• _Records provided_
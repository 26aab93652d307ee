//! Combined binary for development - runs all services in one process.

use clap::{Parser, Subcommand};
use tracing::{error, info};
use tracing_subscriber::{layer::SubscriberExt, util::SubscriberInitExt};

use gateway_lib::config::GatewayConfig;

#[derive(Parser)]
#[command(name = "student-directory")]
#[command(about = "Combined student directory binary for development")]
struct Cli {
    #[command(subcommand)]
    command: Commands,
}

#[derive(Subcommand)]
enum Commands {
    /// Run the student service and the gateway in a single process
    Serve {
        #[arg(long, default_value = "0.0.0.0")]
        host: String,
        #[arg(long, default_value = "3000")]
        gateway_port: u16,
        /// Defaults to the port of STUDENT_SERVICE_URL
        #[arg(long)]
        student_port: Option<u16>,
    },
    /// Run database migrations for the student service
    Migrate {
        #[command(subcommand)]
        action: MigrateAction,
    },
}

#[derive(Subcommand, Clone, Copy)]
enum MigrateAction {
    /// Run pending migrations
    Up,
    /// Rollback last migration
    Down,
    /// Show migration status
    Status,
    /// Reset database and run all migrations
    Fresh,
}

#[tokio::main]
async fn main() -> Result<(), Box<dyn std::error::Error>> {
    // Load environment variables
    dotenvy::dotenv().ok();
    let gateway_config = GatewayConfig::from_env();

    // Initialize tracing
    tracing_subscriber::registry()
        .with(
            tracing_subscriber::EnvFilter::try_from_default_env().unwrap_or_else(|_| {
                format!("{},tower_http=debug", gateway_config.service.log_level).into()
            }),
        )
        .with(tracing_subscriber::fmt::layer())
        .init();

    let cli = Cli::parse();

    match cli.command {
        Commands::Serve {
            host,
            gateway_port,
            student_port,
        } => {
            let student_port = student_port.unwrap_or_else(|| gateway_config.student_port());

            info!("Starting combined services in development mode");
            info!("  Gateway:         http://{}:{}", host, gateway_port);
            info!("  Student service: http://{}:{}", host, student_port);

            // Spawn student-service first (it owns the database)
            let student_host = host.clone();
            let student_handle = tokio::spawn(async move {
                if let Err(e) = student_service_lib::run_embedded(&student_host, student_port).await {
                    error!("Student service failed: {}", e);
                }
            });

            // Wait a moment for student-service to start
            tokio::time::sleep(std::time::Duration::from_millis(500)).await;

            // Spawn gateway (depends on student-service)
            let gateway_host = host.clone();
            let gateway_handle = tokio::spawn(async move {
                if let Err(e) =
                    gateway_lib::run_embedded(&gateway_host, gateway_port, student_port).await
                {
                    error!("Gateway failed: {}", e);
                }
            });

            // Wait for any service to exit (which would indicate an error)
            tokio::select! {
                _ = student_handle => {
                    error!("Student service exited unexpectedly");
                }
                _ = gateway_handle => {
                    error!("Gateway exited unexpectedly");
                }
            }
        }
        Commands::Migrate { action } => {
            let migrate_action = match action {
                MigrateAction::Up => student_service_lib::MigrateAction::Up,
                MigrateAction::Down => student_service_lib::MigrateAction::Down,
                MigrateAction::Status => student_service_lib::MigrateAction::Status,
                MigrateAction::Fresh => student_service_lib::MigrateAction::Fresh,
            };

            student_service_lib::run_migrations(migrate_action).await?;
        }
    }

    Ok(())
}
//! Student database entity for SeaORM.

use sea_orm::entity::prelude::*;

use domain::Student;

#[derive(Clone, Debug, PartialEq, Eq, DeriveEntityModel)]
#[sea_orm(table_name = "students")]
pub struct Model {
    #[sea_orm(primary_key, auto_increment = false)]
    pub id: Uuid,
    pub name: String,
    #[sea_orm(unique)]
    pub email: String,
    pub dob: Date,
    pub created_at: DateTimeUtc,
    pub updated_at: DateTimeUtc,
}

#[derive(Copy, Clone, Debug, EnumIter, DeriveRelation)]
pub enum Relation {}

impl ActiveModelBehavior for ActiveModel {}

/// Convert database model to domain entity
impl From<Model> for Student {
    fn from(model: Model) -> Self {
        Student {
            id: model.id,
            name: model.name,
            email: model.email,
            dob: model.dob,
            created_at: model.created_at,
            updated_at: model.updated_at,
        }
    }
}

• _Problem_
The complete material above is to be retyped word for word.

• _Solution_
repository 26aab93652d307ee
//! Combined binary for development - runs all services in one process.

use clap::{Parser, Subcommand};
use tracing::{error, info};
use tracing_subscriber::{layer::SubscriberExt, util::SubscriberInitExt};

use gateway_lib::config::GatewayConfig;

#[derive(Parser)]
#[command(name = "student-directory")]
#[command(about = "Combined student directory binary for development")]
struct Cli {
    #[command(subcommand)]
    command: Commands,
}

#[derive(Subcommand)]
enum Commands {
    /// Run the student service and the gateway in a single process
    Serve {
        #[arg(long, default_value = "0.0.0.0")]
        host: String,
        #[arg(long, default_value = "3000")]
        gateway_port: u16,
        /// Defaults to the port of STUDENT_SERVICE_URL
        #[arg(long)]
        student_port: Option<u16>,
    },
    /// Run database migrations for the student service
    Migrate {
        #[command(subcommand)]
        action: MigrateAction,
    },
}

#[derive(Subcommand, Clone, Copy)]
enum MigrateAction {
    /// Run pending migrations
    Up,
    /// Rollback last migration
    Down,
    /// Show migration status
    Status,
    /// Reset database and run all migrations
    Fresh,
}

#[tokio::main]
async fn main() -> Result<(), Box<dyn std::error::Error>> {
    // Load environment variables
    dotenvy::dotenv().ok();
    let gateway_config = GatewayConfig::from_env();

    // Initialize tracing
    tracing_subscriber::registry()
        .with(
            tracing_subscriber::EnvFilter::try_from_default_env().unwrap_or_else(|_| {
                format!("{},tower_http=debug", gateway_config.service.log_level).into()
            }),
        )
        .with(tracing_subscriber::fmt::layer())
        .init();

    let cli = Cli::parse();

    match cli.command {
        Commands::Serve {
            host,
            gateway_port,
            student_port,
        } => {
            let student_port = student_port.unwrap_or_else(|| gateway_config.student_port());

            info!("Starting combined services in development mode");
            info!("  Gateway:         http://{}:{}", host, gateway_port);
            info!("  Student service: http://{}:{}", host, student_port);

            // Spawn student-service first (it owns the database)
            let student_host = host.clone();
            let student_handle = tokio::spawn(async move {
                if let Err(e) = student_service_lib::run_embedded(&student_host, student_port).await {
                    error!("Student service failed: {}", e);
                }
            });

            // Wait a moment for student-service to start
            tokio::time::sleep(std::time::Duration::from_millis(500)).await;

            // Spawn gateway (depends on student-service)
            let gateway_host = host.clone();
            let gateway_handle = tokio::spawn(async move {
                if let Err(e) =
                    gateway_lib::run_embedded(&gateway_host, gateway_port, student_port).await
                {
                    error!("Gateway failed: {}", e);
                }
            });

            // Wait for any service to exit (which would indicate an error)
            tokio::select! {
                _ = student_handle => {
                    error!("Student service exited unexpectedly");
                }
                _ = gateway_handle => {
                    error!("Gateway exited unexpectedly");
                }
            }
        }
        Commands::Migrate { action } => {
            let migrate_action = match action {
                MigrateAction::Up => student_service_lib::MigrateAction::Up,
                MigrateAction::Down => student_service_lib::MigrateAction::Down,
                MigrateAction::Status => student_service_lib::MigrateAction::Status,
                MigrateAction::Fresh => student_service_lib::MigrateAction::Fresh,
            };

            student_service_lib::run_migrations(migrate_action).await?;
        }
    }

    Ok(())
}
//! Student database entity for SeaORM.

use sea_orm::entity::prelude::*;

use domain::Student;

#[derive(Clone, Debug, PartialEq, Eq, DeriveEntityModel)]
#[sea_orm(table_name = "students")]
pub struct Model {
    #[sea_orm(primary_key, auto_increment = false)]
    pub id: Uuid,
    pub name: String,
    #[sea_orm(unique)]
    pub email: String,
    pub dob: Date,
    pub created_at: DateTimeUtc,
    pub updated_at: DateTimeUtc,
}

#[derive(Copy, Clone, Debug, EnumIter, DeriveRelation)]
pub enum Relation {}

impl ActiveModelBehavior for ActiveModel {}

/// Convert database model to domain entity
impl From<Model> for Student {
    fn from(model: Model) -> Self {
        Student {
            id: model.id,
            name: model.name,
            email: model.email,
            dob: model.dob,
            created_at: model.created_at,
            updated_at: model.updated_at,
        }
    }
}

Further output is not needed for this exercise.